- **Records to process**:

--------------------

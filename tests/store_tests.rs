use shopscout::db::Store;
use shopscout::entities::StoreTable;
use shopscout::models::{Product, ProductFilter, SortField, SortOrder};

async fn memory_store() -> Store {
    // Single connection so every handle sees the same in-memory database.
    Store::with_pool_options("sqlite::memory:", 1, 1)
        .await
        .expect("Failed to open in-memory store")
}

fn product(title: &str, price: Option<f64>, rating: Option<f64>, timestamp: &str) -> Product {
    Product {
        title: title.to_string(),
        price,
        rating,
        review_count: Some(100),
        product_url: Some(format!("https://www.amazon.com/dp/{title}")),
        image_url: Some(format!("https://img.example/{title}.jpg")),
        valid: price.is_some() && rating.is_some(),
        timestamp: timestamp.to_string(),
    }
}

#[tokio::test]
async fn clear_then_query_returns_empty() {
    let store = memory_store().await;

    let batch = vec![product("a", Some(10.0), Some(4.0), "2026-01-01T00:00:00+00:00")];
    store
        .insert_products(StoreTable::LiveScratch, "widgets", &batch)
        .await
        .unwrap();

    store.clear(StoreTable::LiveScratch).await.unwrap();

    let rows = store.all(StoreTable::LiveScratch).await.unwrap();
    assert!(rows.is_empty());
}

#[tokio::test]
async fn live_search_replaces_scratch_but_appends_to_permanent() {
    let store = memory_store().await;

    let first = vec![
        product("old-1", Some(5.0), Some(3.0), "2026-01-01T00:00:00+00:00"),
        product("old-2", Some(6.0), Some(3.5), "2026-01-01T00:00:01+00:00"),
    ];
    store
        .insert_products(StoreTable::Permanent, "gadgets", &first)
        .await
        .unwrap();
    store
        .insert_products(StoreTable::LiveScratch, "gadgets", &first)
        .await
        .unwrap();

    // Second search clears the scratch table first, like the orchestrator.
    let second = vec![product("new-1", Some(7.0), Some(4.0), "2026-01-02T00:00:00+00:00")];
    store.clear(StoreTable::LiveScratch).await.unwrap();
    store
        .insert_products(StoreTable::Permanent, "gadgets", &second)
        .await
        .unwrap();
    store
        .insert_products(StoreTable::LiveScratch, "gadgets", &second)
        .await
        .unwrap();

    let live = store.all(StoreTable::LiveScratch).await.unwrap();
    assert_eq!(live.len(), 1);
    assert_eq!(live[0].title, "new-1");

    let permanent = store.all(StoreTable::Permanent).await.unwrap();
    assert_eq!(permanent.len(), 3);
}

#[tokio::test]
async fn history_copy_is_scoped_and_newest_first() {
    let store = memory_store().await;

    let headphones = vec![
        product("hp-early", Some(20.0), Some(4.0), "2026-01-01T00:00:00+00:00"),
        product("hp-late", Some(25.0), Some(4.5), "2026-02-01T00:00:00+00:00"),
    ];
    store
        .insert_products(StoreTable::Permanent, "headphones", &headphones)
        .await
        .unwrap();

    let mice = vec![product("mouse", Some(15.0), Some(4.2), "2026-01-15T00:00:00+00:00")];
    store
        .insert_products(StoreTable::Permanent, "mouse", &mice)
        .await
        .unwrap();

    let copied = store.copy_to_history("headphones").await.unwrap();
    let titles: Vec<_> = copied.iter().map(|p| p.title.as_str()).collect();
    assert_eq!(titles, ["hp-late", "hp-early"]);

    let scratch = store.all(StoreTable::HistoryScratch).await.unwrap();
    assert_eq!(scratch.len(), 2);
    assert!(scratch.iter().all(|p| p.title.starts_with("hp-")));

    // A copy for another query fully replaces the scratch contents.
    let copied = store.copy_to_history("mouse").await.unwrap();
    assert_eq!(copied.len(), 1);
    let scratch = store.all(StoreTable::HistoryScratch).await.unwrap();
    assert_eq!(scratch.len(), 1);
    assert_eq!(scratch[0].title, "mouse");
}

#[tokio::test]
async fn history_copy_for_unknown_query_empties_scratch() {
    let store = memory_store().await;

    store
        .insert_products(
            StoreTable::Permanent,
            "keyboard",
            &[product("kb", Some(30.0), Some(4.1), "2026-01-01T00:00:00+00:00")],
        )
        .await
        .unwrap();
    store.copy_to_history("keyboard").await.unwrap();

    let copied = store.copy_to_history("zzz-nonexistent").await.unwrap();
    assert!(copied.is_empty());
    assert!(store.all(StoreTable::HistoryScratch).await.unwrap().is_empty());
}

#[tokio::test]
async fn min_price_filter_sorts_ascending_with_nulls_excluded() {
    let store = memory_store().await;

    let batch = vec![
        product("pricey", Some(75.0), Some(4.0), "2026-01-01T00:00:00+00:00"),
        product("unpriced", None, Some(4.0), "2026-01-01T00:00:01+00:00"),
        product("mid", Some(60.0), Some(4.0), "2026-01-01T00:00:02+00:00"),
        product("cheap", Some(10.0), Some(4.0), "2026-01-01T00:00:03+00:00"),
    ];
    store
        .insert_products(StoreTable::LiveScratch, "speakers", &batch)
        .await
        .unwrap();

    let filter = ProductFilter {
        min_price: 50.0,
        ..Default::default()
    };
    let results = store.filter(StoreTable::LiveScratch, &filter).await.unwrap();

    let titles: Vec<_> = results.iter().map(|p| p.title.as_str()).collect();
    assert_eq!(titles, ["mid", "pricey"]);
}

#[tokio::test]
async fn null_sort_keys_sort_last_in_both_directions() {
    let store = memory_store().await;

    let batch = vec![
        product("no-rating", Some(10.0), None, "2026-01-01T00:00:00+00:00"),
        product("low", Some(10.0), Some(2.0), "2026-01-01T00:00:01+00:00"),
        product("high", Some(10.0), Some(5.0), "2026-01-01T00:00:02+00:00"),
    ];
    store
        .insert_products(StoreTable::LiveScratch, "cables", &batch)
        .await
        .unwrap();

    let asc = ProductFilter {
        sort_by: SortField::Rating,
        order: SortOrder::Asc,
        ..Default::default()
    };
    let results = store.filter(StoreTable::LiveScratch, &asc).await.unwrap();
    let titles: Vec<_> = results.iter().map(|p| p.title.as_str()).collect();
    assert_eq!(titles, ["low", "high", "no-rating"]);

    let desc = ProductFilter {
        sort_by: SortField::Rating,
        order: SortOrder::Desc,
        ..Default::default()
    };
    let results = store.filter(StoreTable::LiveScratch, &desc).await.unwrap();
    let titles: Vec<_> = results.iter().map(|p| p.title.as_str()).collect();
    assert_eq!(titles, ["high", "low", "no-rating"]);
}

#[tokio::test]
async fn all_zero_thresholds_apply_no_predicates() {
    let store = memory_store().await;

    let batch = vec![
        product("free", Some(0.0), None, "2026-01-01T00:00:00+00:00"),
        product("unpriced", None, None, "2026-01-01T00:00:01+00:00"),
        product("normal", Some(9.99), Some(4.0), "2026-01-01T00:00:02+00:00"),
    ];
    store
        .insert_products(StoreTable::LiveScratch, "stuff", &batch)
        .await
        .unwrap();

    let results = store
        .filter(StoreTable::LiveScratch, &ProductFilter::default())
        .await
        .unwrap();
    assert_eq!(results.len(), 3);
}

#[tokio::test]
async fn filtering_is_idempotent() {
    let store = memory_store().await;

    let batch = vec![
        product("a", Some(10.0), Some(3.0), "2026-01-01T00:00:00+00:00"),
        product("b", Some(20.0), Some(4.0), "2026-01-01T00:00:01+00:00"),
        product("c", Some(30.0), Some(5.0), "2026-01-01T00:00:02+00:00"),
    ];
    store
        .insert_products(StoreTable::LiveScratch, "things", &batch)
        .await
        .unwrap();

    let filter = ProductFilter {
        min_price: 15.0,
        min_rating: 3.5,
        sort_by: SortField::Price,
        order: SortOrder::Desc,
        ..Default::default()
    };

    let first = store.filter(StoreTable::LiveScratch, &filter).await.unwrap();
    let second = store.filter(StoreTable::LiveScratch, &filter).await.unwrap();
    assert_eq!(first, second);
}

#[tokio::test]
async fn dedup_collapses_history_duplicates_only() {
    let store = memory_store().await;

    // Two identical scrapes land duplicate (title, price) pairs in the
    // permanent table.
    let batch = vec![product("dup", Some(10.0), Some(4.0), "2026-01-01T00:00:00+00:00")];
    store
        .insert_products(StoreTable::Permanent, "monitor", &batch)
        .await
        .unwrap();
    let batch = vec![product("dup", Some(10.0), Some(4.0), "2026-01-02T00:00:00+00:00")];
    store
        .insert_products(StoreTable::Permanent, "monitor", &batch)
        .await
        .unwrap();

    store.copy_to_history("monitor").await.unwrap();

    let deduped = ProductFilter {
        dedup: true,
        ..Default::default()
    };
    let results = store
        .filter(StoreTable::HistoryScratch, &deduped)
        .await
        .unwrap();
    assert_eq!(results.len(), 1);

    let plain = store
        .filter(StoreTable::HistoryScratch, &ProductFilter::default())
        .await
        .unwrap();
    assert_eq!(plain.len(), 2);

    // The flag is ignored for the live table.
    store
        .insert_products(
            StoreTable::LiveScratch,
            "monitor",
            &[
                product("dup", Some(10.0), Some(4.0), "2026-01-01T00:00:00+00:00"),
                product("dup", Some(10.0), Some(4.0), "2026-01-02T00:00:00+00:00"),
            ],
        )
        .await
        .unwrap();
    let results = store.filter(StoreTable::LiveScratch, &deduped).await.unwrap();
    assert_eq!(results.len(), 2);
}

#[tokio::test]
async fn title_sort_keeps_equal_titles_together() {
    let store = memory_store().await;

    let batch = vec![
        product("zeta", Some(1.0), Some(4.0), "2026-01-01T00:00:00+00:00"),
        product("alpha", Some(2.0), Some(4.0), "2026-01-01T00:00:01+00:00"),
        product("alpha", Some(3.0), Some(4.0), "2026-01-01T00:00:02+00:00"),
    ];
    store
        .insert_products(StoreTable::LiveScratch, "shelf", &batch)
        .await
        .unwrap();

    let filter = ProductFilter {
        sort_by: SortField::Title,
        ..Default::default()
    };
    let results = store.filter(StoreTable::LiveScratch, &filter).await.unwrap();
    let titles: Vec<_> = results.iter().map(|p| p.title.as_str()).collect();
    assert_eq!(titles, ["alpha", "alpha", "zeta"]);
}

#[tokio::test]
async fn invalid_records_are_stored_and_round_trip() {
    let store = memory_store().await;

    let batch = vec![
        product("complete", Some(10.0), Some(4.0), "2026-01-01T00:00:00+00:00"),
        product("incomplete", None, None, "2026-01-01T00:00:01+00:00"),
    ];
    store
        .insert_products(StoreTable::Permanent, "mixed", &batch)
        .await
        .unwrap();

    let rows = store.all(StoreTable::Permanent).await.unwrap();
    assert_eq!(rows.len(), 2);

    let complete = rows.iter().find(|p| p.title == "complete").unwrap();
    assert!(complete.valid);
    let incomplete = rows.iter().find(|p| p.title == "incomplete").unwrap();
    assert!(!incomplete.valid);
    assert_eq!(incomplete.price, None);
}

--------------------

- **Work to be completed**: Scan the listing for the word "async". Copy every line in which it appears.

- **Expected answer**:
async fn memory_store() -> Store {
async fn clear_then_query_returns_empty() {
async fn live_search_replaces_scratch_but_appends_to_permanent() {
async fn history_copy_is_scoped_and_newest_first() {
async fn history_copy_for_unknown_query_empties_scratch() {
async fn min_price_filter_sorts_ascending_with_nulls_excluded() {
async fn null_sort_keys_sort_last_in_both_directions() {
async fn all_zero_thresholds_apply_no_predicates() {
async fn filtering_is_idempotent() {
async fn dedup_collapses_history_duplicates_only() {
async fn title_sort_keeps_equal_titles_together() {
async fn invalid_records_are_stored_and_round_trip() {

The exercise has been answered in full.